Também foi aprovado por unanimidade o projeto de lei 552/2019, do deputado Chió, que institui o programa de diagnóstico, esclarecimento, tratamento e acompanhamento do Transtorno de Déficit de Atenção com Hiperatividade (TDAH) nas escolas do Estado. Segundo Chió, a proposta é extremamente importante, pois consiste na orientação periódica dos professores, coordenadores, diretores e demais funcionários da escola, através de equipe multidisciplinar, sobre os aspectos do TDAH, suas consequências, como identificá-lo e como lidar com o aluno diagnosticado com esse transtorno.

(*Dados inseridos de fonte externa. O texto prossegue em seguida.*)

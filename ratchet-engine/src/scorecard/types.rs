//! Core types for the scorecard.

use chrono::{DateTime, Utc};
use serde::{Deserialize, Serialize};

/// Raw metrics for one run. Ephemeral: only derived scores are persisted.
#[derive(Debug, Clone, Default, PartialEq, Serialize, Deserialize)]
pub struct Metrics {
    pub type_errors: u32,
    pub lint_violations: u32,
    pub tests_passed: u32,
    pub tests_failed: u32,
    /// Exit code of the test command. Feeds coverage qualification and the
    /// action item for a test run that failed without reporting results.
    pub test_exit_code: i32,
    /// Average line coverage percentage.
    pub coverage: f64,
    pub build_exit_code: i32,
}

/// Component scores, each in [0, 100] rounded to 2 decimals.
#[derive(Debug, Clone, Copy, Default, PartialEq, Serialize, Deserialize)]
pub struct ComponentScores {
    pub type_safety: f64,
    pub lint_compliance: f64,
    pub test_health: f64,
    pub coverage_level: f64,
    pub build_stability: f64,
}

/// Inputs to the coverage qualification check.
#[derive(Debug, Clone, Copy, PartialEq, Eq)]
pub struct CoverageQualification {
    pub test_exit_code: i32,
    pub packages_with_summary: usize,
    pub expected_packages: usize,
}

impl CoverageQualification {
    /// A run qualifies only when the test command succeeded and every
    /// expected package produced a coverage summary.
    pub fn is_qualified(&self) -> bool {
        self.test_exit_code == 0 && self.packages_with_summary == self.expected_packages
    }
}

/// One entry of the bounded scorecard history.
#[derive(Debug, Clone, PartialEq, Serialize, Deserialize)]
pub struct HistoryEntry {
    pub timestamp: DateTime<Utc>,
    pub score: f64,
    pub coverage: f64,
    pub type_errors: u32,
    pub lint_violations: u32,
}

/// Action item priority, most urgent first.
#[derive(Debug, Clone, Copy, PartialEq, Eq, PartialOrd, Ord, Hash, Serialize, Deserialize)]
#[serde(rename_all = "lowercase")]
pub enum Priority {
    Critical,
    High,
    Medium,
    Low,
}

/// A prioritized remediation task derived from a run.
#[derive(Debug, Clone, PartialEq, Eq, Serialize, Deserialize)]
pub struct ActionItem {
    pub priority: Priority,
    pub category: String,
    pub message: String,
}

/// Persisted per-project scorecard.
#[derive(Debug, Clone, Default, PartialEq, Serialize, Deserialize)]
#[serde(default)]
pub struct Scorecard {
    pub updated_at: Option<DateTime<Utc>>,
    pub scores: ComponentScores,
    pub overall: f64,
    pub coverage: f64,
    pub coverage_floor: f64,
    pub coverage_qualified: bool,
    pub history: Vec<HistoryEntry>,
    pub action_items: Vec<ActionItem>,
}
//! Waivers: time-boxed approvals that turn a failed required gate into `waived`.

use std::path::Path;

use chrono::{DateTime, NaiveDate, Utc};
use serde::{Deserialize, Serialize};

use ratchet_core::errors::ConfigError;

const WILDCARD: &str = "*";

#[derive(Debug, Clone, PartialEq, Eq, Serialize, Deserialize)]
pub struct Waiver {
    /// Gate id, or `*` for any gate.
    #[serde(alias = "gateId")]
    pub gate_id: String,
    /// Restricts the waiver to one task id; `*` or absent means any.
    #[serde(default, alias = "taskId", skip_serializing_if = "Option::is_none")]
    pub task_id: Option<String>,
    /// RFC 3339 timestamp or `YYYY-MM-DD` (midnight UTC).
    #[serde(default, alias = "expiresAt", skip_serializing_if = "Option::is_none")]
    pub expires_at: Option<String>,
    #[serde(default, skip_serializing_if = "Option::is_none")]
    pub reason: Option<String>,
    #[serde(default, alias = "approvedBy", skip_serializing_if = "Option::is_none")]
    pub approved_by: Option<String>,
}

impl Waiver {
    /// Parsed expiry. `None` when absent or unparseable.
    pub fn expiry(&self) -> Option<DateTime<Utc>> {
        let raw = self.expires_at.as_deref()?.trim();
        if let Ok(ts) = DateTime::parse_from_rfc3339(raw) {
            return Some(ts.with_timezone(&Utc));
        }
        NaiveDate::parse_from_str(raw, "%Y-%m-%d")
            .ok()
            .and_then(|d| d.and_hms_opt(0, 0, 0))
            .map(|dt| dt.and_utc())
    }

    /// A waiver applies only while its expiry is in the future. An
    /// unparseable expiry never applies.
    pub fn is_expired(&self, now: DateTime<Utc>) -> bool {
        match (&self.expires_at, self.expiry()) {
            (None, _) => false,
            (Some(_), Some(expiry)) => now >= expiry,
            (Some(_), None) => true,
        }
    }

    /// Scope check. `*` matches any gate or task; a task-scoped waiver also
    /// matches when no task ids were resolved for the run.
    pub fn covers(&self, gate_id: &str, task_ids: &[String]) -> bool {
        let gate_matches = self.gate_id == WILDCARD || self.gate_id == gate_id;
        let task_matches = match self.task_id.as_deref() {
            None | Some(WILDCARD) => true,
            Some(task) => task_ids.is_empty() || task_ids.iter().any(|id| id == task),
        };
        gate_matches && task_matches
    }
}

#[derive(Deserialize)]
#[serde(untagged)]
enum WaiverFile {
    List(Vec<Waiver>),
    Wrapped { waivers: Vec<Waiver> },
}

/// Read the waivers file. A missing file means no waivers; anything that
/// exists but does not parse is a configuration error.
pub fn load_waivers(path: &Path) -> Result<Vec<Waiver>, ConfigError> {
    if !path.exists() {
        tracing::debug!(path = %path.display(), "no waivers file");
        return Ok(Vec::new());
    }
    let malformed = |message: String| ConfigError::MalformedWaivers {
        path: path.display().to_string(),
        message,
    };
    let text = std::fs::read_to_string(path).map_err(|e| malformed(e.to_string()))?;
    let file: WaiverFile = serde_json::from_str(&text).map_err(|e| malformed(e.to_string()))?;
    Ok(match file {
        WaiverFile::List(waivers) | WaiverFile::Wrapped { waivers } => waivers,
    })
}

/// First unexpired waiver in file order that covers `gate_id` and the task
/// ids in play. Later, more specific waivers never take precedence.
pub fn resolve_waiver<'a>(
    waivers: &'a [Waiver],
    gate_id: &str,
    task_ids: &[String],
    now: DateTime<Utc>,
) -> Option<&'a Waiver> {
    waivers
        .iter()
        .find(|w| w.covers(gate_id, task_ids) && !w.is_expired(now))
}
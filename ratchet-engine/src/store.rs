//! Persisted state in the quality directory.
//!
//! Every file is pretty-printed JSON, rewritten in full. A missing file reads
//! as the default value; a file that exists but does not parse is an error.

use std::path::{Path, PathBuf};

use serde::de::DeserializeOwned;
use serde::Serialize;

use ratchet_core::constants::{PATTERNS_FILE, PAUSE_FILE, SCORECARD_FILE, VERIFICATION_FILE};
use ratchet_core::errors::StorageError;

use crate::patterns::PatternState;
use crate::scorecard::Scorecard;
use crate::verify::VerificationReport;

/// Reads and writes the quality directory.
#[derive(Debug, Clone)]
pub struct StateStore {
    dir: PathBuf,
}

impl StateStore {
    pub fn new(dir: impl Into<PathBuf>) -> Self {
        Self { dir: dir.into() }
    }

    pub fn dir(&self) -> &Path {
        &self.dir
    }

    /// The pause flag suppresses scoring runs while present.
    pub fn is_paused(&self) -> bool {
        self.dir.join(PAUSE_FILE).exists()
    }

    pub fn load_scorecard(&self) -> Result<Scorecard, StorageError> {
        self.read_or_default(SCORECARD_FILE)
    }

    pub fn save_scorecard(&self, scorecard: &Scorecard) -> Result<(), StorageError> {
        self.write(SCORECARD_FILE, scorecard)
    }

    pub fn load_patterns(&self) -> Result<PatternState, StorageError> {
        self.read_or_default(PATTERNS_FILE)
    }

    pub fn save_patterns(&self, state: &PatternState) -> Result<(), StorageError> {
        self.write(PATTERNS_FILE, state)
    }

    /// The last verification artifact, if one was written.
    pub fn load_verification(&self) -> Result<Option<VerificationReport>, StorageError> {
        let path = self.dir.join(VERIFICATION_FILE);
        if !path.exists() {
            return Ok(None);
        }
        read_json(&path).map(Some)
    }

    pub fn save_verification(&self, report: &VerificationReport) -> Result<(), StorageError> {
        self.write(VERIFICATION_FILE, report)
    }

    fn read_or_default<T: DeserializeOwned + Default>(&self, name: &str) -> Result<T, StorageError> {
        let path = self.dir.join(name);
        if !path.exists() {
            tracing::debug!(path = %path.display(), "no previous state, starting fresh");
            return Ok(T::default());
        }
        read_json(&path)
    }

    fn write<T: Serialize>(&self, name: &str, value: &T) -> Result<(), StorageError> {
        let path = self.dir.join(name);
        let write_err = |message: String| StorageError::Write {
            path: path.display().to_string(),
            message,
        };
        std::fs::create_dir_all(&self.dir).map_err(|e| write_err(e.to_string()))?;
        let mut body = serde_json::to_string_pretty(value).map_err(|e| write_err(e.to_string()))?;
        body.push('\n');
        std::fs::write(&path, body).map_err(|e| write_err(e.to_string()))?;
        tracing::debug!(path = %path.display(), "state written");
        Ok(())
    }
}

fn read_json<T: DeserializeOwned>(path: &Path) -> Result<T, StorageError> {
    let text = std::fs::read_to_string(path).map_err(|e| StorageError::Read {
        path: path.display().to_string(),
        message: e.to_string(),
    })?;
    serde_json::from_str(&text).map_err(|e| StorageError::Corrupt {
        path: path.display().to_string(),
        message: e.to_string(),
    })
}
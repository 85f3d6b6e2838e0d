//! Restricted structural validator for JSON documents.
//!
//! Supported keywords, applied in this order at each node: `$ref` (local
//! `#/...` pointers only), `allOf`, `if`/`then` (no `else`), `const`, `enum`,
//! `type`, `minLength`, `pattern`, `minItems`, `items`, `required`,
//! `properties`, `additionalProperties: false`. Everything else is ignored.
//!
//! Errors accumulate; a document is valid iff the list is empty.

use regex::Regex;
use serde_json::{Map, Value};

/// Consecutive `$ref` hops allowed without descending into the data.
/// Exceeding it means the schema refers to itself in a cycle.
const MAX_REF_HOPS: usize = 64;

/// Validates data against one schema document.
#[derive(Debug, Clone, Copy)]
pub struct SchemaValidator<'a> {
    root: &'a Value,
}

impl<'a> SchemaValidator<'a> {
    pub fn new(root: &'a Value) -> Self {
        Self { root }
    }

    /// Path-qualified errors, e.g. `$.items[2].name: ...`.
    pub fn validate(&self, data: &Value) -> Vec<String> {
        let mut errors = Vec::new();
        self.validate_node(self.root, data, "$", 0, &mut errors);
        errors
    }

    pub fn is_valid(&self, data: &Value) -> bool {
        self.validate(data).is_empty()
    }

    fn validate_node(
        &self,
        schema: &Value,
        data: &Value,
        path: &str,
        ref_hops: usize,
        errors: &mut Vec<String>,
    ) {
        let Value::Object(schema) = schema else {
            return;
        };
        if ref_hops > MAX_REF_HOPS {
            errors.push(format!("{path}: $ref cycle detected"));
            return;
        }

        if let Some(reference) = schema.get("$ref").and_then(Value::as_str) {
            match self.resolve_ref(reference) {
                Some(target) => self.validate_node(target, data, path, ref_hops + 1, errors),
                None => errors.push(format!("{path}: unresolved $ref {reference}")),
            }
        }

        if let Some(Value::Array(subschemas)) = schema.get("allOf") {
            for sub in subschemas {
                self.validate_node(sub, data, path, ref_hops, errors);
            }
        }

        if let (Some(condition), Some(then)) = (schema.get("if"), schema.get("then")) {
            let mut condition_errors = Vec::new();
            self.validate_node(condition, data, path, ref_hops, &mut condition_errors);
            if condition_errors.is_empty() {
                self.validate_node(then, data, path, ref_hops, errors);
            }
        }

        if let Some(expected) = schema.get("const") {
            if data != expected {
                errors.push(format!("{path}: expected constant {expected}"));
            }
        }

        if let Some(Value::Array(members)) = schema.get("enum") {
            if !members.iter().any(|m| m == data) {
                errors.push(format!("{path}: value is not one of the allowed values"));
            }
        }

        if let Some(expected) = schema.get("type") {
            check_type(expected, data, path, errors);
        }

        match data {
            Value::String(s) => check_string(schema, s, path, errors),
            Value::Array(items) => self.check_array(schema, items, path, errors),
            Value::Object(fields) => self.check_object(schema, fields, path, errors),
            _ => {}
        }
    }

    /// Resolve `#` or `#/a/b` against the root document.
    fn resolve_ref(&self, reference: &str) -> Option<&'a Value> {
        let pointer = reference.strip_prefix('#')?;
        self.root.pointer(pointer)
    }

    fn check_array(
        &self,
        schema: &Map<String, Value>,
        items: &[Value],
        path: &str,
        errors: &mut Vec<String>,
    ) {
        if let Some(min) = schema.get("minItems").and_then(Value::as_u64) {
            if (items.len() as u64) < min {
                errors.push(format!("{path}: expected at least {min} items, got {}", items.len()));
            }
        }
        if let Some(item_schema) = schema.get("items") {
            for (i, item) in items.iter().enumerate() {
                self.validate_node(item_schema, item, &format!("{path}[{i}]"), 0, errors);
            }
        }
    }

    fn check_object(
        &self,
        schema: &Map<String, Value>,
        fields: &Map<String, Value>,
        path: &str,
        errors: &mut Vec<String>,
    ) {
        if let Some(Value::Array(required)) = schema.get("required") {
            for key in required.iter().filter_map(Value::as_str) {
                if !fields.contains_key(key) {
                    errors.push(format!("{path}.{key}: required property is missing"));
                }
            }
        }

        let properties = schema.get("properties").and_then(Value::as_object);
        if let Some(properties) = properties {
            for (key, sub) in properties {
                if let Some(value) = fields.get(key) {
                    self.validate_node(sub, value, &format!("{path}.{key}"), 0, errors);
                }
            }
        }

        if schema.get("additionalProperties") == Some(&Value::Bool(false)) {
            for key in fields.keys() {
                if !properties.is_some_and(|p| p.contains_key(key)) {
                    errors.push(format!("{path}.{key}: additional property is not allowed"));
                }
            }
        }
    }
}

fn check_string(schema: &Map<String, Value>, s: &str, path: &str, errors: &mut Vec<String>) {
    if let Some(min) = schema.get("minLength").and_then(Value::as_u64) {
        let len = s.chars().count() as u64;
        if len < min {
            errors.push(format!("{path}: expected at least {min} characters, got {len}"));
        }
    }
    if let Some(pattern) = schema.get("pattern").and_then(Value::as_str) {
        match Regex::new(pattern) {
            Ok(re) if !re.is_match(s) => {
                errors.push(format!("{path}: does not match pattern {pattern}"));
            }
            Ok(_) => {}
            Err(e) => errors.push(format!("{path}: invalid pattern {pattern}: {e}")),
        }
    }
}

fn check_type(expected: &Value, data: &Value, path: &str, errors: &mut Vec<String>) {
    let allowed: Vec<&str> = match expected {
        Value::String(t) => vec![t.as_str()],
        Value::Array(ts) => ts.iter().filter_map(Value::as_str).collect(),
        _ => return,
    };
    if !allowed.iter().any(|t| matches_type(t, data)) {
        errors.push(format!(
            "{path}: expected type {}, got {}",
            allowed.join(" or "),
            type_name(data)
        ));
    }
}

fn matches_type(expected: &str, data: &Value) -> bool {
    match expected {
        "object" => data.is_object(),
        "array" => data.is_array(),
        "string" => data.is_string(),
        "boolean" => data.is_boolean(),
        "null" => data.is_null(),
        "number" => data.is_number(),
        "integer" => is_integer(data),
        _ => false,
    }
}

fn is_integer(data: &Value) -> bool {
    match data {
        Value::Number(n) => {
            n.is_i64() || n.is_u64() || n.as_f64().is_some_and(|f| f.is_finite() && f.fract() == 0.0)
        }
        _ => false,
    }
}

fn type_name(data: &Value) -> &'static str {
    match data {
        Value::Null => "null",
        Value::Bool(_) => "boolean",
        Value::Number(_) if is_integer(data) => "integer",
        Value::Number(_) => "number",
        Value::String(_) => "string",
        Value::Array(_) => "array",
        Value::Object(_) => "object",
    }
}
//! RatchetErrorCode trait for machine-readable error codes.

/// Every error enum implements this to expose a stable code string that
/// callers (CLI wrappers, CI annotations) can match on.
pub trait RatchetErrorCode {
    /// Returns the error code string (e.g., "CONFIG_ERROR").
    fn error_code(&self) -> &'static str;

    /// Returns the formatted string: `[ERROR_CODE] message`.
    fn coded_string(&self) -> String
    where
        Self: std::fmt::Display,
    {
        format!("[{}] {}", self.error_code(), self)
    }
}

pub const CONFIG_ERROR: &str = "CONFIG_ERROR";
pub const PACK_NOT_FOUND: &str = "PACK_NOT_FOUND";
pub const PACK_INVALID: &str = "PACK_INVALID";
pub const GATE_FAILED: &str = "GATE_FAILED";
pub const STORAGE_ERROR: &str = "STORAGE_ERROR";
pub const COMMAND_ERROR: &str = "COMMAND_ERROR";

“Essa proposta visa, antes de tudo, detectar esse tipo de transtorno, possibilitando o apoio das escolas às famílias, que muitas das vezes pecam por desconhecimento, o que prejudica o rendimento das crianças e compromete o seu futuro. Um trabalho preventivo em conjunto significa elevar o ser humano ao nível de igualdade, respeito e de cidadania, dentro de uma perspectiva real, onde a experiência de professores vai contar positivamente para o desenvolvimento desse aluno”, justificou o autor da matéria.

Os membros da CCJ também aprovaram, por unanimidade, o projeto 603/2019, de Ricardo Barbosa, que determina de ‘Polo Turístico Cabo branco’, o Distrito Industrial do Turismo da Paraíba.  Estavam presentes na reunião os deputados Pollyanna Dutra (presidente da Comissão), Ricardo Barbosa, Júnior Araújo, Edmilson Soares, Camila Toscano, Cabo Gilberto Walber Vigolino e Felipe Leitão.